Assignment - Work out how many lines in the listing below carry the word "CameraData". Give that number alone.

** Supplied material follows **

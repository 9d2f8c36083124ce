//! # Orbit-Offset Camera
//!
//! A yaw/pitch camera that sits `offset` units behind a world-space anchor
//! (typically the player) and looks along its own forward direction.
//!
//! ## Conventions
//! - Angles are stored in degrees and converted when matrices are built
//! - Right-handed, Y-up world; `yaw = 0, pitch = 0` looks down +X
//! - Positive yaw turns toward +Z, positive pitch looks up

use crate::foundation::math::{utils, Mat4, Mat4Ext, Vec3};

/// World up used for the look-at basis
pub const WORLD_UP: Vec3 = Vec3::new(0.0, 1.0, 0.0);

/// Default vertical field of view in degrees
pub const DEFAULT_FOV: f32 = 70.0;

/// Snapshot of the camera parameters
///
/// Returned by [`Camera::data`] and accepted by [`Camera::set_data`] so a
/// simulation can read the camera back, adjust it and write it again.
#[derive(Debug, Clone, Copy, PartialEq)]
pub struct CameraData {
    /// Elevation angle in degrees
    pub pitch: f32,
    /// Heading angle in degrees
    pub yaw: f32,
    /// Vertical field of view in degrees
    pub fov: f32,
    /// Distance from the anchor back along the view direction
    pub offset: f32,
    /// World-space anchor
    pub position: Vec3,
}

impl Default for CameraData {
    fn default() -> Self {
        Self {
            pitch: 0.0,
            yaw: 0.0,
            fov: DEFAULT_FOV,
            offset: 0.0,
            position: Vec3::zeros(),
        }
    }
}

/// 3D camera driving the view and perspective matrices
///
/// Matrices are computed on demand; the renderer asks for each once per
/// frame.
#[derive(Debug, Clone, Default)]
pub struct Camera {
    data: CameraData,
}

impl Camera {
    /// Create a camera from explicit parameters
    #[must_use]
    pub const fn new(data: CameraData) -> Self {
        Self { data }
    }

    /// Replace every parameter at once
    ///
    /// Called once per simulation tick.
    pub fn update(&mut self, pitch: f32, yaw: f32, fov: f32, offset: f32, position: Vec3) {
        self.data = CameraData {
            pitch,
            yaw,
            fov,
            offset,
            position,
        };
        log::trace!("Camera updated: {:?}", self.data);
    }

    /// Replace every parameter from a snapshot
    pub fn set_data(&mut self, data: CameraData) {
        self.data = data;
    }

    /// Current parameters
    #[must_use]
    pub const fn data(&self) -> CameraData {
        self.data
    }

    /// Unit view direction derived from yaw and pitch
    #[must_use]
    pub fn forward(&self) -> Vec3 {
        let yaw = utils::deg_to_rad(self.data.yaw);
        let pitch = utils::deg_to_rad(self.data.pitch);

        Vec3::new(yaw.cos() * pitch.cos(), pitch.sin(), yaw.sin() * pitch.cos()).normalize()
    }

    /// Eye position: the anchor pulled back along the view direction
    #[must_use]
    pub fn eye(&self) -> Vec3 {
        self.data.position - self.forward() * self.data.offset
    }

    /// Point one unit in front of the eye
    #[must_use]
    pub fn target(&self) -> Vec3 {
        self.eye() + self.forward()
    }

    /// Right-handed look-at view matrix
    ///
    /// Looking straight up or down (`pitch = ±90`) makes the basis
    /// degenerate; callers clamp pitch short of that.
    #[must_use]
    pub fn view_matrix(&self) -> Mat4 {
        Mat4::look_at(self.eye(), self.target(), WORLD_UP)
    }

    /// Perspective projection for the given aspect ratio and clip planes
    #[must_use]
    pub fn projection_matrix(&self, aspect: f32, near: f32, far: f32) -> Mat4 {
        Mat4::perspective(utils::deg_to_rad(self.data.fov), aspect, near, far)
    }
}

** End of Supplied material **
** Supplied material follows **

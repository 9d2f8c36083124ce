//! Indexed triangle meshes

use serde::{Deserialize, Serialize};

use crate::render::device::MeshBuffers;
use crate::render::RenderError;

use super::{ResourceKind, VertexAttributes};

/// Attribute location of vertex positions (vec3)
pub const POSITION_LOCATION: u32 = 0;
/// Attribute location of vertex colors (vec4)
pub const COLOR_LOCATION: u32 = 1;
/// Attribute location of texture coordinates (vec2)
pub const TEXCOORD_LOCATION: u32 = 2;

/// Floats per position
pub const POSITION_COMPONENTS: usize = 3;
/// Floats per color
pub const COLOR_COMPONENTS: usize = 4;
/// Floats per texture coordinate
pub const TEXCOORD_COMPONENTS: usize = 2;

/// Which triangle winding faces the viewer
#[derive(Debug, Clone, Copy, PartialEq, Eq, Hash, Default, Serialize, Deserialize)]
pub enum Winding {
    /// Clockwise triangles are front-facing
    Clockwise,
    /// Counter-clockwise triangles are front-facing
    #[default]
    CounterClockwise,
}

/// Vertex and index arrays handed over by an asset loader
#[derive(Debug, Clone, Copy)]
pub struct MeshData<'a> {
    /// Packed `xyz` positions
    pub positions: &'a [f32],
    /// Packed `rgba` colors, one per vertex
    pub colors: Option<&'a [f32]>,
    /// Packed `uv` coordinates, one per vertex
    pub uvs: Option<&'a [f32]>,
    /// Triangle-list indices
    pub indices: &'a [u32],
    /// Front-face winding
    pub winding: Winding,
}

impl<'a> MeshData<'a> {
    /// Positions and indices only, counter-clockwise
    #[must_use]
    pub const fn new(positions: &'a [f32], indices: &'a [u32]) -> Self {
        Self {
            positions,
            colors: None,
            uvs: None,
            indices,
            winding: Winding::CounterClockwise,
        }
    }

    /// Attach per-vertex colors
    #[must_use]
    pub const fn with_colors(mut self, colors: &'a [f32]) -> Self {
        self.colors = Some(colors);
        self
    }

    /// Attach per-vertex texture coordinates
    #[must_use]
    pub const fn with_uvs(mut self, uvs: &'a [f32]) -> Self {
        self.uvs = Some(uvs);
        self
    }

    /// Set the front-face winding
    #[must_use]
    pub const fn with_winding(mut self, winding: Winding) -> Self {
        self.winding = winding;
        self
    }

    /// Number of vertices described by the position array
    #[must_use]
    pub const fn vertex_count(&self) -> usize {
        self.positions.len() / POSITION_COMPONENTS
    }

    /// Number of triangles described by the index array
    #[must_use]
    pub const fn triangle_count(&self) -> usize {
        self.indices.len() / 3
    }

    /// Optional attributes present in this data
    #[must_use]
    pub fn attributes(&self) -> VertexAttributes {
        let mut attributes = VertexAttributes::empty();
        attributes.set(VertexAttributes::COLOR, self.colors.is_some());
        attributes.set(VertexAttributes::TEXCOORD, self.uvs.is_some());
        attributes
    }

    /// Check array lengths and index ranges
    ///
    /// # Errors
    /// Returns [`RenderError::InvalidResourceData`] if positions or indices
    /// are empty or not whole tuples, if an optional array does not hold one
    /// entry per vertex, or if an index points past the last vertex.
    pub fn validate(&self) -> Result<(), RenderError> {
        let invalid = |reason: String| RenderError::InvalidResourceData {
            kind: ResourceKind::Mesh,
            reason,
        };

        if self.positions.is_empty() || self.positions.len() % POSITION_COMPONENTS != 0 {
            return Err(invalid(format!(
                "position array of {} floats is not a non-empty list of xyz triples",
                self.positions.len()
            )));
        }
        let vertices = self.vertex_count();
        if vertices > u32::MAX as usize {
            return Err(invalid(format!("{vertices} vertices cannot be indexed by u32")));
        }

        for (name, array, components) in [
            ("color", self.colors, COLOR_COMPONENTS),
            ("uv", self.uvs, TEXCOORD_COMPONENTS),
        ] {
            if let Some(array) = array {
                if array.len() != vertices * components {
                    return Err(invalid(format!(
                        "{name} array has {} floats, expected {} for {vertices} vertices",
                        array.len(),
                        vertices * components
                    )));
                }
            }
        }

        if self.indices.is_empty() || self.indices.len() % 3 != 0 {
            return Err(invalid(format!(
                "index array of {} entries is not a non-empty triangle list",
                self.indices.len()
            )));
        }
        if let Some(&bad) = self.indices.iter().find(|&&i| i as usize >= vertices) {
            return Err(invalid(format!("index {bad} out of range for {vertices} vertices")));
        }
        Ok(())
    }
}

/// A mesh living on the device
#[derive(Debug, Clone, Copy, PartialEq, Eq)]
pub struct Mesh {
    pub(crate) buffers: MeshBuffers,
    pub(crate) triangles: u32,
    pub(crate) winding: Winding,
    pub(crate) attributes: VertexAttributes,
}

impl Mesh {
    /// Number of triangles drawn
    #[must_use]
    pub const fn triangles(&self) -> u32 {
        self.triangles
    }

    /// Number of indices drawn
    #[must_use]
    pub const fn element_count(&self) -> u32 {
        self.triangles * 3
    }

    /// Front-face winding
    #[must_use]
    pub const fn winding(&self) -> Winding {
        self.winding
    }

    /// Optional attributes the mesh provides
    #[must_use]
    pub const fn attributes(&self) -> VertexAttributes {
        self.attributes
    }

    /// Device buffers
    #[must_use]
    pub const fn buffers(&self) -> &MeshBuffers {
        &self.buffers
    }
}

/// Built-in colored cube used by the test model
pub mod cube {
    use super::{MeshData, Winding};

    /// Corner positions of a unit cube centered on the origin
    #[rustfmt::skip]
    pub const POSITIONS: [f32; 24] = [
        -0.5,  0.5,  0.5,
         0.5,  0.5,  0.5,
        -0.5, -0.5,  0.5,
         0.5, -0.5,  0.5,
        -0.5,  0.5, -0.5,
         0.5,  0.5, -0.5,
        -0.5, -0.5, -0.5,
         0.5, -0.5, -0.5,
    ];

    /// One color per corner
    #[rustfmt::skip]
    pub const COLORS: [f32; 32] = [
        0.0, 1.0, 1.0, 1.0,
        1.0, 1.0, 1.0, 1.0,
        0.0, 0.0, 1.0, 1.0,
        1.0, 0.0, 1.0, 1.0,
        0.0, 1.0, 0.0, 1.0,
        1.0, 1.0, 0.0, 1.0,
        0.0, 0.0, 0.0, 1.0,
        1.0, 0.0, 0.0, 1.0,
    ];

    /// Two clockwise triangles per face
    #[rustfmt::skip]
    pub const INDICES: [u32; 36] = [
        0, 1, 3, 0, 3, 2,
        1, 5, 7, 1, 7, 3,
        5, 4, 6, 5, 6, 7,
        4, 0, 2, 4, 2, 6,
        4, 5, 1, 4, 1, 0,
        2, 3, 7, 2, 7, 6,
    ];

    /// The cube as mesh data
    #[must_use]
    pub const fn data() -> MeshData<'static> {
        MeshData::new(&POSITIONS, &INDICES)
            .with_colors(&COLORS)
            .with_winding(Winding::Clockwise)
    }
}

** End of Supplied material **

Answer - 7